There are almost always things going on in Ottawa. We are the capital of the country, after all, and this year the 150th has brought a whole bunch of celebrations to our sleepy little city. I considered Mosaicanada, which closes on October 15, but we didn’t have time to get there before it shut down for the day. I considered Mìwàte, the illumination at Chaudiere Falls, which just started this weekend, but I wasn’t convinced I wouldn’t get lost trying to find a parking spot.
And then one of the lists of things to do I subscribe to reminded me of Pumpkinferno at Upper Canada Village.

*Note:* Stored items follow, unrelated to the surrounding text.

//! Streamable HTTP transport.
//!
//! Every message is a POST. The server answers with either a JSON body or
//! a short event stream; the session id it hands out is echoed on every
//! later request.

use std::collections::BTreeMap;
use std::sync::{Mutex, PoisonError};

use async_trait::async_trait;
use convoy_core::McpClientError;
use reqwest::header::{ACCEPT, CONTENT_TYPE, HeaderMap};
use url::Url;

use super::sse_parser::parse_all;
use super::{
    JsonRpcNotification, JsonRpcRequest, JsonRpcResponse, Transport, header_map, http_error,
};

pub const SESSION_HEADER: &str = "mcp-session-id";

pub struct StreamableHttpTransport {
    http: reqwest::Client,
    url: Url,
    headers: HeaderMap,
    session_id: Mutex<Option<String>>,
}

impl StreamableHttpTransport {
    pub fn new(url: &str, headers: &BTreeMap<String, String>) -> Result<Self, McpClientError> {
        let url = Url::parse(url)
            .map_err(|e| McpClientError::InvalidConfig(format!("Invalid url {url}: {e}")))?;
        Ok(Self {
            http: reqwest::Client::new(),
            url,
            headers: header_map(headers)?,
            session_id: Mutex::new(None),
        })
    }

    fn session_id(&self) -> Option<String> {
        self.session_id
            .lock()
            .unwrap_or_else(PoisonError::into_inner)
            .clone()
    }

    async fn post(&self, body: &impl serde::Serialize) -> Result<reqwest::Response, McpClientError> {
        let mut request = self
            .http
            .post(self.url.clone())
            .headers(self.headers.clone())
            .header(ACCEPT, "application/json, text/event-stream")
            .json(body);
        if let Some(session) = self.session_id() {
            request = request.header(SESSION_HEADER, session);
        }

        let response = request.send().await.map_err(|e| http_error(&e))?;

        if let Some(session) = response
            .headers()
            .get(SESSION_HEADER)
            .and_then(|v| v.to_str().ok())
        {
            *self
                .session_id
                .lock()
                .unwrap_or_else(PoisonError::into_inner) = Some(session.to_string());
        }

        let status = response.status();
        if !status.is_success() {
            let body = response.text().await.unwrap_or_default();
            return Err(McpClientError::Http(format!(
                "POST failed with status {status}: {body}"
            )));
        }
        Ok(response)
    }
}

#[async_trait]
impl Transport for StreamableHttpTransport {
    async fn request(&self, request: JsonRpcRequest) -> Result<JsonRpcResponse, McpClientError> {
        let response = self.post(&request).await?;
        let is_stream = response
            .headers()
            .get(CONTENT_TYPE)
            .and_then(|v| v.to_str().ok())
            .is_some_and(|ct| ct.starts_with("text/event-stream"));
        let body = response.text().await.map_err(|e| http_error(&e))?;

        if !is_stream {
            return Ok(serde_json::from_str(&body)?);
        }

        parse_all(&body)
            .into_iter()
            .filter_map(|event| serde_json::from_str::<JsonRpcResponse>(&event.data).ok())
            .find(|message| message.answers(request.id))
            .ok_or_else(|| {
                McpClientError::ProtocolError(format!(
                    "Event stream ended without a response to request {}",
                    request.id
                ))
            })
    }

    async fn notify(&self, notification: JsonRpcNotification) -> Result<(), McpClientError> {
        self.post(&notification).await.map(drop)
    }

    async fn close(&self) {
        let Some(session) = self.session_id() else {
            return;
        };
        let result = self
            .http
            .delete(self.url.clone())
            .headers(self.headers.clone())
            .header(SESSION_HEADER, session)
            .send()
            .await;
        if let Err(e) = result {
            tracing::debug!(error = %e, "Failed to end streamable HTTP session");
        }
    }
}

Pumpkinferno is a glorious display of carved pumpkins, lit up in all colours. I knew it would be beautiful, and I hoped the kid would think it was magical.

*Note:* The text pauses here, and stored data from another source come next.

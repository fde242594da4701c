//! Types for executable resolution.

use std::path::PathBuf;

/// Successful resolution plus the diagnostic trail.
#[derive(Debug, Clone)]
pub struct ResolveResult {
    /// Absolute path of the executable that passed every check.
    pub resolved_path: PathBuf,
    /// Every candidate examined, in search order.
    pub attempts: Vec<Attempt>,
}

/// One candidate path and what happened when it was checked.
#[derive(Debug, Clone)]
pub struct Attempt {
    pub candidate: PathBuf,
    pub outcome: AttemptOutcome,
}

#[derive(Debug, Clone, PartialEq, Eq)]
pub enum AttemptOutcome {
    Ok,
    NotFound,
    NotAFile,
    NotExecutable,
    PermissionDenied,
    IoError(String),
    /// Executable, but `--version` failed.
    VersionCheckFailed(String),
}

impl std::fmt::Display for AttemptOutcome {
    fn fmt(&self, f: &mut std::fmt::Formatter<'_>) -> std::fmt::Result {
        match self {
            Self::Ok => write!(f, "OK"),
            Self::NotFound => write!(f, "not found"),
            Self::NotAFile => write!(f, "not a file"),
            Self::NotExecutable => write!(f, "not executable"),
            Self::PermissionDenied => write!(f, "permission denied"),
            Self::IoError(msg) => write!(f, "I/O error: {msg}"),
            Self::VersionCheckFailed(msg) => write!(f, "version check failed: {msg}"),
        }
    }
}

/// Resolution or launch planning failed.
#[derive(Debug, thiserror::Error)]
pub enum ResolveError {
    #[error("Command is empty")]
    EmptyCommand,

    #[error("Server has neither npxCommand nor scriptPath")]
    NothingToLaunch,

    #[error("Could not resolve '{command}' to an executable path. Tried:\n{attempts}")]
    NotResolved { command: String, attempts: String },
}

impl ResolveError {
    pub fn not_resolved(command: impl Into<String>, attempts: &[Attempt]) -> Self {
        let attempts = if attempts.is_empty() {
            "  (no candidates checked)".to_string()
        } else {
            attempts
                .iter()
                .map(|a| format!("  x {}: {}", a.candidate.display(), a.outcome))
                .collect::<Vec<_>>()
                .join("\n")
        };

        Self::NotResolved {
            command: command.into(),
            attempts,
        }
    }
}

Unfortunately, our adventure turned into a bit of a debacle, and I will now offer advice to anyone going to Pumpkinferno at Upper Canada Village:
1) Buy your tickets online in advance (there were two lines and the one for ticket holders was much, much faster)
2) Get there early. It took us about 30 minutes 2 km down Upper Canada Rd. And then we had to find parking, walk to the front, find the end of the ticket line and wait again. I think if we had gotten there before the 7 pm start it all would have been much smoother.

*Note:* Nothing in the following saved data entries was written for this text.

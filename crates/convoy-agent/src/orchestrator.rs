//! Two-phase conversation protocol.
//!
//! One query is at most one tool phase between exactly two provider calls:
//!
//! 1. send the conversation with the (filtered) tool catalog
//! 2. if the reply asks for tools, run them in order and append one
//!    (assistant, tool) message pair per call
//! 3. send the extended conversation again, without tools, for the
//!    natural-language answer
//!
//! There is no further round. Tool failures are contained as tool-result
//! content; provider failures abort the query.

use std::sync::Arc;

use convoy_core::{
    ChatMessage, ChatResponse, ERROR_SERVER_ID, MessageRole, ProviderAdapter, ProviderError,
    QueryResponse, ServerTool, Tool, ToolCall, ToolExecutor, ToolResponse,
};
use thiserror::Error;

/// System prompt used when the caller does not configure one.
pub const DEFAULT_SYSTEM_PROMPT: &str = "You are a helpful assistant with access to external tools. \
Use a tool when it helps answer the user's request, then answer in plain language. \
If no tool is relevant, answer directly.";

/// Failure of a whole query.
#[derive(Debug, Error)]
pub enum OrchestratorError {
    #[error(transparent)]
    Provider(#[from] ProviderError),
}

/// Drives one provider and one tool executor through the two-phase protocol.
pub struct ConversationOrchestrator {
    provider: Arc<dyn ProviderAdapter>,
    executor: Arc<dyn ToolExecutor>,
    system_prompt: String,
}

impl ConversationOrchestrator {
    pub fn new(provider: Arc<dyn ProviderAdapter>, executor: Arc<dyn ToolExecutor>) -> Self {
        Self {
            provider,
            executor,
            system_prompt: DEFAULT_SYSTEM_PROMPT.to_string(),
        }
    }

    /// Replace the default system prompt. Blank prompts keep the default.
    #[must_use]
    pub fn with_system_prompt(mut self, prompt: impl Into<String>) -> Self {
        let prompt = prompt.into();
        if !prompt.trim().is_empty() {
            self.system_prompt = prompt;
        }
        self
    }

    pub fn system_prompt(&self) -> &str {
        &self.system_prompt
    }

    /// Full server-tagged tool catalog.
    pub async fn available_tools(&self) -> Vec<ServerTool> {
        self.executor.available_tools().await
    }

    /// Run one query round.
    ///
    /// `enabled_server_ids`: `None` offers every tool, `Some(&[])` offers
    /// none, otherwise only tools owned by the listed servers.
    pub async fn process_query(
        &self,
        messages: Vec<ChatMessage>,
        enabled_server_ids: Option<&[String]>,
    ) -> Result<QueryResponse, OrchestratorError> {
        let mut messages = self.ensure_system_prompt(messages);
        let tools = filter_tools(self.executor.available_tools().await, enabled_server_ids);

        tracing::debug!(
            provider = %self.provider.provider_type(),
            message_count = messages.len(),
            tool_count = tools.len(),
            "Sending initial request"
        );
        let first = self
            .provider
            .send_message_with_servers(
                &messages,
                (!tools.is_empty()).then_some(tools.as_slice()),
                enabled_server_ids,
            )
            .await?;

        if !first.provider_tool_calls.is_empty() {
            return Ok(provider_executed(first));
        }

        let calls = first.tool_calls().to_vec();
        if calls.is_empty() {
            return Ok(QueryResponse::direct(first.reply_text()));
        }

        tracing::info!(call_count = calls.len(), "Executing tool calls");
        let mut responses = Vec::with_capacity(calls.len());
        for call in &calls {
            let response = self.run_tool(call).await;
            messages.push(ChatMessage::assistant_tool_calls(vec![call.clone()]));
            messages.push(ChatMessage::tool_result(&call.id, &response.result));
            responses.push(response);
        }

        let follow_up = self
            .provider
            .send_message_with_servers(&messages, None, Some(&[]))
            .await?;
        Ok(QueryResponse {
            reply: follow_up.reply_text().to_string(),
            tool_calls: calls,
            tool_responses: responses,
        })
    }

    fn ensure_system_prompt(&self, mut messages: Vec<ChatMessage>) -> Vec<ChatMessage> {
        let has_leading_system = messages
            .first()
            .is_some_and(|m| m.role == MessageRole::System);
        if !has_leading_system {
            messages.insert(0, ChatMessage::system(&self.system_prompt));
        }
        messages
    }

    async fn run_tool(&self, call: &ToolCall) -> ToolResponse {
        match self.executor.execute(call).await {
            Ok(execution) => ToolResponse {
                tool_call_id: call.id.clone(),
                name: call.name().to_string(),
                server_id: execution.server_id,
                result: execution.result,
            },
            Err(e) => {
                tracing::warn!(tool = call.name(), call_id = %call.id, error = %e, "Tool execution failed");
                ToolResponse {
                    tool_call_id: call.id.clone(),
                    name: call.name().to_string(),
                    server_id: ERROR_SERVER_ID.to_string(),
                    result: tool_error_text(call.name(), &e),
                }
            }
        }
    }
}

fn tool_error_text(name: &str, error: &dyn std::fmt::Display) -> String {
    format!("Error executing tool {name}: {error}")
}

/// Apply the enabled-server filter and strip server tags.
fn filter_tools(catalog: Vec<ServerTool>, enabled_server_ids: Option<&[String]>) -> Vec<Tool> {
    catalog
        .into_iter()
        .filter(|tool| enabled_server_ids.is_none_or(|ids| ids.contains(&tool.server_id)))
        .map(ServerTool::into_tool)
        .collect()
}

/// Report calls the provider already executed; no local phase follows.
fn provider_executed(response: ChatResponse) -> QueryResponse {
    let reply = response.reply_text().to_string();
    let (tool_calls, tool_responses) = response
        .provider_tool_calls
        .into_iter()
        .map(|executed| {
            let result = match executed.error {
                Some(error) => tool_error_text(executed.call.name(), &error),
                None => executed.output.unwrap_or_default(),
            };
            let response = ToolResponse {
                tool_call_id: executed.call.id.clone(),
                name: executed.call.name().to_string(),
                server_id: executed.server_label,
                result,
            };
            (executed.call, response)
        })
        .unzip();

    QueryResponse {
        reply,
        tool_calls,
        tool_responses,
    }
}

3)Bring provisions. I would have brought more water and snacks if I had realized just how long we would be out.
4) Bring entertainment for the kids. If she hadn’t had her iPad during that crawl to the finish line things would have gotten ugly.
Overall, Pumpkinferno was very cool and Joe said the kid was 80 per cent positive when she told him all about it the next morning. But seeing a Chinese dragon carved our of I don’t know how many pumpkins, walking through a pumpkin forest, seeing the classics and looking into space, was pretty freaking magical.
Still, the debacle – which is a great word, by the way – made me hungry to experience a little more hometown tourism. I have heard so many things about Mosaicanada that I didn’t want to miss it, but I also hadn’t taken the opportunity to just go at any point during the summer. We were going to be downtown adjacent this weekend, so I decided that’s what we would do Monday morning, since we celebrate Thanksgiving on Sunday.
And then we woke up and it was raining. But I said screw it, we won’t get another chance, let’s get dressed appropriately, get down there and see what the weather is like.
The weather, it turned out, was very wet. But when what you’re looking at is a bunch of floral art, wet is pretty much okay.
Both of these little day trips were a little bit about Canada, a little bit about Indigenous peoples, a little bit about art and celebration. Two very different mediums used to make magical things.
I get the feeling we should not miss some more can’t miss things in this great little city of ours.